Skip to content
102 changes: 102 additions & 0 deletions rtl/video/# fb_ctrl - Module Brief (v0.1).md
Original file line number Diff line number Diff line change
@@ -0,0 +1,102 @@
# fb_ctrl - Module Brief (v0.1)

**Owner:** Jay Merveilleux
**RTL:** `rtl/video/fb_ctrl.sv`

The `fb_ctrl` module implements the display scanout engine for the video subsystem by autonomously reading pixel data from a framebuffer stored in system memory and delivering it to the video output pipeline in precise synchronization with VGA timing. A framebuffer is a memory-resident image buffer in which each location represents the color of a screen pixel; `fb_ctrl` continuously scans this memory in raster order-left to right, top to bottom-using DMA-style AXI reads driven by the active display timing. The module supports configurable base address and stride, enabling flexible memory layout and efficient, cache-aligned access to frame data. To prevent visual artifacts such as tearing, `fb_ctrl` employs double buffering, displaying one framebuffer while another is updated and performing buffer swaps only at vertical sync boundaries. In addition, the controller expands indexed pixel formats via palette or colormap lookup and raises a VSYNC interrupt to coordinate safe rendering and buffer management with software.

---

## Parameters

- **H_RES** (default: 640)
Defines the horizontal resolution of the active display area and the number of pixels scanned per line.

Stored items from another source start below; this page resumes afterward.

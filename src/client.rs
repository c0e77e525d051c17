use serde::de::DeserializeOwned;

use crate::{
    aws::secrets::SecretsManager,
    bal::{resolver::SecretResolver, transform::Transforms},
    config::CacheConfig,
    dal::{
        fetcher::SecretFetcher,
        model::{resolved::Resolved, secret_request::SecretRequest},
    },
    error::Result,
};

/// Per-instance secret cache. Create one per Lambda execution environment
/// and reuse it across invocations; each identifier is fetched once for the
/// client's lifetime.
pub struct SecretsCacheClient<F = SecretsManager> {
    resolver: SecretResolver<F>,
    config: CacheConfig,
}

impl SecretsCacheClient<SecretsManager> {
    /// Secrets Manager client from the ambient AWS configuration, with
    /// options read by [`CacheConfig::from_env`].
    pub async fn from_env() -> Self {
        Self::with_config(SecretsManager::from_env().await, CacheConfig::from_env())
    }
}

impl<F: SecretFetcher> SecretsCacheClient<F> {
    pub fn new(fetcher: F) -> Self {
        Self::with_config(fetcher, CacheConfig::default())
    }

    pub fn with_config(fetcher: F, config: CacheConfig) -> Self {
        Self {
            resolver: SecretResolver::new(fetcher, config.debug),
            config,
        }
    }

    /// Resolves `request`, returning a result of the same shape.
    ///
    /// `transforms` is [`Transforms::None`], a single [`Transform`] applied to
    /// every identifier, or a `Vec<Transform>` applied by position to the
    /// members of a composite request.
    ///
    /// [`Transform`]: crate::Transform
    pub async fn secret(
        &self,
        request: impl Into<SecretRequest>,
        transforms: impl Into<Transforms>,
    ) -> Result<Resolved> {
        self.resolver
            .resolve(&request.into(), &transforms.into())
            .await
    }

    /// Like [`secret`](Self::secret), deserialising the JSON rendering of the
    /// result into `T`.
    pub async fn secret_as<T: DeserializeOwned>(
        &self,
        request: impl Into<SecretRequest>,
        transforms: impl Into<Transforms>,
    ) -> Result<T> {
        self.secret(request, transforms).await?.deserialize()
    }

    pub fn is_cached(&self, secret_id: &str) -> bool {
        self.resolver.cache().contains(secret_id)
    }

    pub fn cached_len(&self) -> usize {
        self.resolver.cache().len()
    }

    pub fn config(&self) -> CacheConfig {
        self.config
    }

    pub fn fetcher(&self) -> &F {
        self.resolver.reader().fetcher()
    }
}
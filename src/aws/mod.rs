pub mod secrets;
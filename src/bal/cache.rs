use std::collections::HashMap;
use std::sync::Arc;

use parking_lot::Mutex;
use tokio::sync::OnceCell;

use crate::dal::model::secret_value::SecretValue;

type Slot = Arc<OnceCell<SecretValue>>;

/// Insert-once store of raw secret values, one slot per identifier.
///
/// A slot is created on first request and filled by the first fetch that
/// succeeds. Concurrent requests for an empty slot wait on the same
/// initialisation, so only one fetch is in flight per identifier. Filled
/// slots are never replaced or removed; an empty slot is dropped once its
/// fetch fails and nobody else waits on it.
#[derive(Default)]
pub struct SecretCache {
    slots: Mutex<HashMap<String, Slot>>,
}

impl SecretCache {
    pub fn new() -> Self {
        Self::default()
    }

    pub(crate) fn slot(&self, secret_id: &str) -> Slot {
        let mut slots = self.slots.lock();
        match slots.get(secret_id) {
            Some(slot) => Arc::clone(slot),
            None => {
                let slot = Slot::default();
                slots.insert(secret_id.to_string(), Arc::clone(&slot));
                slot
            }
        }
    }

    /// Drops `slot` if it is still empty and held only by the map and the
    /// caller. Slots other requests are waiting on stay in place.
    pub(crate) fn release_unfilled(&self, secret_id: &str, slot: &Slot) {
        let mut slots = self.slots.lock();
        let idle = slots.get(secret_id).is_some_and(|current| {
            Arc::ptr_eq(current, slot) && !current.initialized() && Arc::strong_count(current) == 2
        });
        if idle {
            slots.remove(secret_id);
        }
    }

    pub fn get(&self, secret_id: &str) -> Option<SecretValue> {
        self.slots.lock().get(secret_id)?.get().cloned()
    }

    pub fn contains(&self, secret_id: &str) -> bool {
        self.get(secret_id).is_some()
    }

    /// Number of identifiers with a cached value.
    pub fn len(&self) -> usize {
        self.slots
            .lock()
            .values()
            .filter(|slot| slot.initialized())
            .count()
    }

    pub fn is_empty(&self) -> bool {
        self.len() == 0
    }
}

- **V_RES** (default: 480)
Defines the vertical resolution of the active display area and the total number of visible lines per frame.

- **Pixel format / data width**
Number of bits per pixel fetched from framebuffer memory. The default configuration uses 8-bit indexed color expanded to RGB via palette/COLORMAP logic.

- **Address width**
Width of framebuffer base address and internal address counters, defining the maximum addressable framebuffer size in system memory.

- **Stride support**
Programmable line stride allowing each framebuffer row to begin at a configurable byte offset, supporting padded or cache-line-aligned layouts.

- **AXI burst length / beat size**
Controls AXI read burst sizing during scanout to maximize sustained memory bandwidth and minimize bus overhead.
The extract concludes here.